YOUR ASSIGNMENT: Transcribe exactly the line that contains "use super::*;" and every line after it through the end of the records, with nothing else.

STORED DATA:
________
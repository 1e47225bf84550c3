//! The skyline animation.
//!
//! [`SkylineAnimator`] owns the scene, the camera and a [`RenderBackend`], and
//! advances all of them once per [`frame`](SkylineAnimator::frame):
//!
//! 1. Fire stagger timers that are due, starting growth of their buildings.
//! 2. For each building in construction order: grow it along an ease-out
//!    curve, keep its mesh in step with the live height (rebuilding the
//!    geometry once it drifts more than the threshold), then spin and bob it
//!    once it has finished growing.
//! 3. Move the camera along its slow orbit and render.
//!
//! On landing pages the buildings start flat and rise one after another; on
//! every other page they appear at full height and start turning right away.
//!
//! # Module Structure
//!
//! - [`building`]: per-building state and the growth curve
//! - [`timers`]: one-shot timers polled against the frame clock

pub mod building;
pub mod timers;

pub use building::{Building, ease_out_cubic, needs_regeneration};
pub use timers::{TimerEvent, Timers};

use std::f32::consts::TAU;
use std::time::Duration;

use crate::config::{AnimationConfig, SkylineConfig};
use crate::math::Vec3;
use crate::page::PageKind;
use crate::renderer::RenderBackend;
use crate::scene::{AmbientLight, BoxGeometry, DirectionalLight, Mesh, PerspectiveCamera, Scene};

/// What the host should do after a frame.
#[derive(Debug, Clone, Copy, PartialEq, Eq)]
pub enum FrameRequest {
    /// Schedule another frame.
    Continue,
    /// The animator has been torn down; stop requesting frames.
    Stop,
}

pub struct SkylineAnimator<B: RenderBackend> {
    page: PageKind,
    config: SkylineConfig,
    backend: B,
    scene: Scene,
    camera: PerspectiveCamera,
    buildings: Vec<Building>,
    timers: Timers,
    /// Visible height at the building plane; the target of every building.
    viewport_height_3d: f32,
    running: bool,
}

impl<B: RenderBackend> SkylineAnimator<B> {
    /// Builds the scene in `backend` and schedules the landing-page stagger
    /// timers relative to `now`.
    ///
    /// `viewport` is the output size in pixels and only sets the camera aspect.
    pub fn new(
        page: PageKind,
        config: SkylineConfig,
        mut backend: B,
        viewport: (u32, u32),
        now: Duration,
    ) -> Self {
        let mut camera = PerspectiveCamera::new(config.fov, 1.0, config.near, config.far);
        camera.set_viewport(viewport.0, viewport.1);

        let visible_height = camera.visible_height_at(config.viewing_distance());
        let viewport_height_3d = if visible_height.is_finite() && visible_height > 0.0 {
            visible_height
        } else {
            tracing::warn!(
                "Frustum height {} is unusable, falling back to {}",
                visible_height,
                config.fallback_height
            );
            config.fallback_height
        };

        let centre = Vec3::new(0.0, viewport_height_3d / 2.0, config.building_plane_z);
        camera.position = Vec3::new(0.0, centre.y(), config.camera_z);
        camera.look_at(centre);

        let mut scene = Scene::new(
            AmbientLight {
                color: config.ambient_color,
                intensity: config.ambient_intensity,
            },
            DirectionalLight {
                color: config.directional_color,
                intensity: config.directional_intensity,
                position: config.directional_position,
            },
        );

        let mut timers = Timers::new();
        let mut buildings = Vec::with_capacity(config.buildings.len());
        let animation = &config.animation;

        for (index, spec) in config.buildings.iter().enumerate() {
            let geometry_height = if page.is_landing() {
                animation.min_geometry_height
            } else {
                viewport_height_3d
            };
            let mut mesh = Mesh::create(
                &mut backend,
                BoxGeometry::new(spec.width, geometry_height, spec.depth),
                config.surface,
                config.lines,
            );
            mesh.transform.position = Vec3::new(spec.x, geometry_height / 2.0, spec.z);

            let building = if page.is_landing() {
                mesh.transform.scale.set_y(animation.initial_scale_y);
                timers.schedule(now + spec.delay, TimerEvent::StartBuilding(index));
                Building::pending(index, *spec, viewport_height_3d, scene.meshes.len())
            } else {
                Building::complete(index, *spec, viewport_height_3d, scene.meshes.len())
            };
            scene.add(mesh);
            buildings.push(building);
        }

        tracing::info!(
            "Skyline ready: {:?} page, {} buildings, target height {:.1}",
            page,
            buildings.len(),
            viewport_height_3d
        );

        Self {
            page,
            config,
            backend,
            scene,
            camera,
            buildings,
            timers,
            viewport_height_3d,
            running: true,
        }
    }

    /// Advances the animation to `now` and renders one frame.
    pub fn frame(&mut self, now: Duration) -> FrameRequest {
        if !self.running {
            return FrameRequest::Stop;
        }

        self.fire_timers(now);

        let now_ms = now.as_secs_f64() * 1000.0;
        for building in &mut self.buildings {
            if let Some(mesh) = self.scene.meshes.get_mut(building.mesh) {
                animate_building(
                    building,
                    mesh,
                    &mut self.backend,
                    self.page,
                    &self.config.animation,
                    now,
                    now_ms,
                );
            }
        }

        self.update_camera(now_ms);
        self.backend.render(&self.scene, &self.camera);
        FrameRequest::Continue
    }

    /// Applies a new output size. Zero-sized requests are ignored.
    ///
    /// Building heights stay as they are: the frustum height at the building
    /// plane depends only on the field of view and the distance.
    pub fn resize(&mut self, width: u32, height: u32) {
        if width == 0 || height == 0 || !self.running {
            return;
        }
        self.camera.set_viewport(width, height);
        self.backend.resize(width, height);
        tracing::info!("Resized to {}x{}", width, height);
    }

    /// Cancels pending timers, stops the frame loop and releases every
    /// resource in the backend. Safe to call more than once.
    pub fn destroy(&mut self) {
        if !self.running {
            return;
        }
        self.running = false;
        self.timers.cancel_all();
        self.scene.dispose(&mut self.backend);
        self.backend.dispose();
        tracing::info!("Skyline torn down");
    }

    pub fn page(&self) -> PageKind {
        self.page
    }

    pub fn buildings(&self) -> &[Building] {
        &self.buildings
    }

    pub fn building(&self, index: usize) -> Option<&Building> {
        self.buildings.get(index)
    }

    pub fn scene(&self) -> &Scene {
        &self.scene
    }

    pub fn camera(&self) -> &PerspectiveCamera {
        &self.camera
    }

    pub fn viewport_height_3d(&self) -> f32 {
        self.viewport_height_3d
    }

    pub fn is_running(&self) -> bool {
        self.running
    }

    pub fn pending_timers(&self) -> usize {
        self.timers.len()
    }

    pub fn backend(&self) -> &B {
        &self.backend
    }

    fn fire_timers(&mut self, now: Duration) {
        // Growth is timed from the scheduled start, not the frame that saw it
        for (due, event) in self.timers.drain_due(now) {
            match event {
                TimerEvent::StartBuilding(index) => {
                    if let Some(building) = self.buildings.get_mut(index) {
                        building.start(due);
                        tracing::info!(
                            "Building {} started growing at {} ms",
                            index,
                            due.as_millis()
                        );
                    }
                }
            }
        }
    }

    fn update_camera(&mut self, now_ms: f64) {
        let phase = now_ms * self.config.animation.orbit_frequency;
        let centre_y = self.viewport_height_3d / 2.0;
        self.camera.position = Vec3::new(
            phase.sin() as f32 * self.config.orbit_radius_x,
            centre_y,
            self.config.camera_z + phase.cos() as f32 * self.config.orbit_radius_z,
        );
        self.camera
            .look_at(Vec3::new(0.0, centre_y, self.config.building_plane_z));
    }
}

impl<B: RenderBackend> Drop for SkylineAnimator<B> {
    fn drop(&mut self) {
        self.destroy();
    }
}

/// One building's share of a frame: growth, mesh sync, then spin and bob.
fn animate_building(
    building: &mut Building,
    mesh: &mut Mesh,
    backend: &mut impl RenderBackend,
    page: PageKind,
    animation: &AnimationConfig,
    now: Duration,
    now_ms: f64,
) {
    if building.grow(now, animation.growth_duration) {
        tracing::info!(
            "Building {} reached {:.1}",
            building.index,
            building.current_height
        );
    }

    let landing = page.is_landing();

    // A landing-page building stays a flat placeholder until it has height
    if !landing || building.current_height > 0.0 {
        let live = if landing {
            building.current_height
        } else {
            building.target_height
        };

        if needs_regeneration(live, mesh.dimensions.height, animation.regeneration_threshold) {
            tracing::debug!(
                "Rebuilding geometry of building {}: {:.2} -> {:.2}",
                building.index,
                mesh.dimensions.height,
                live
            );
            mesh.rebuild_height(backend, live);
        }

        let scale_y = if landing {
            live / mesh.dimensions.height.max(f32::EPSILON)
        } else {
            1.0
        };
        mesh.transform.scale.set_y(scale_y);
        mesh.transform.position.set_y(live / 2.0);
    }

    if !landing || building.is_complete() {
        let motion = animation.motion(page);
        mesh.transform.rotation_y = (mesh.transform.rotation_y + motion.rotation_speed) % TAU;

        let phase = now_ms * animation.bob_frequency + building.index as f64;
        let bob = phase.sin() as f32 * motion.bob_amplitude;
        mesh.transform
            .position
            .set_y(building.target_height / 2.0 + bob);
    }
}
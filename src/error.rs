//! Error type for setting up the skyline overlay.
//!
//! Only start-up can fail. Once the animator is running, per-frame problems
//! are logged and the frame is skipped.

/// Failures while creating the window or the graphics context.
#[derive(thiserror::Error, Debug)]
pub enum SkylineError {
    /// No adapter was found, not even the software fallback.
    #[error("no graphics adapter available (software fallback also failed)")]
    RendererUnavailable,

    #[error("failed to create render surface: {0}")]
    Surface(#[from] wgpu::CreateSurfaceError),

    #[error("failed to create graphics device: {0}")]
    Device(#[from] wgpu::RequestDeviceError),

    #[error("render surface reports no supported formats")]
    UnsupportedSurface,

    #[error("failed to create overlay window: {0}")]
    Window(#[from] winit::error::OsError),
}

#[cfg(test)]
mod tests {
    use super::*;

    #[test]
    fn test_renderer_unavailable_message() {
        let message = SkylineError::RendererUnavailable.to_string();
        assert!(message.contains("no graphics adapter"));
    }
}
________
YOUR RESPONSE:
    use super::*;

    #[test]
    fn test_renderer_unavailable_message() {
        let message = SkylineError::RendererUnavailable.to_string();
        assert!(message.contains("no graphics adapter"));
    }
}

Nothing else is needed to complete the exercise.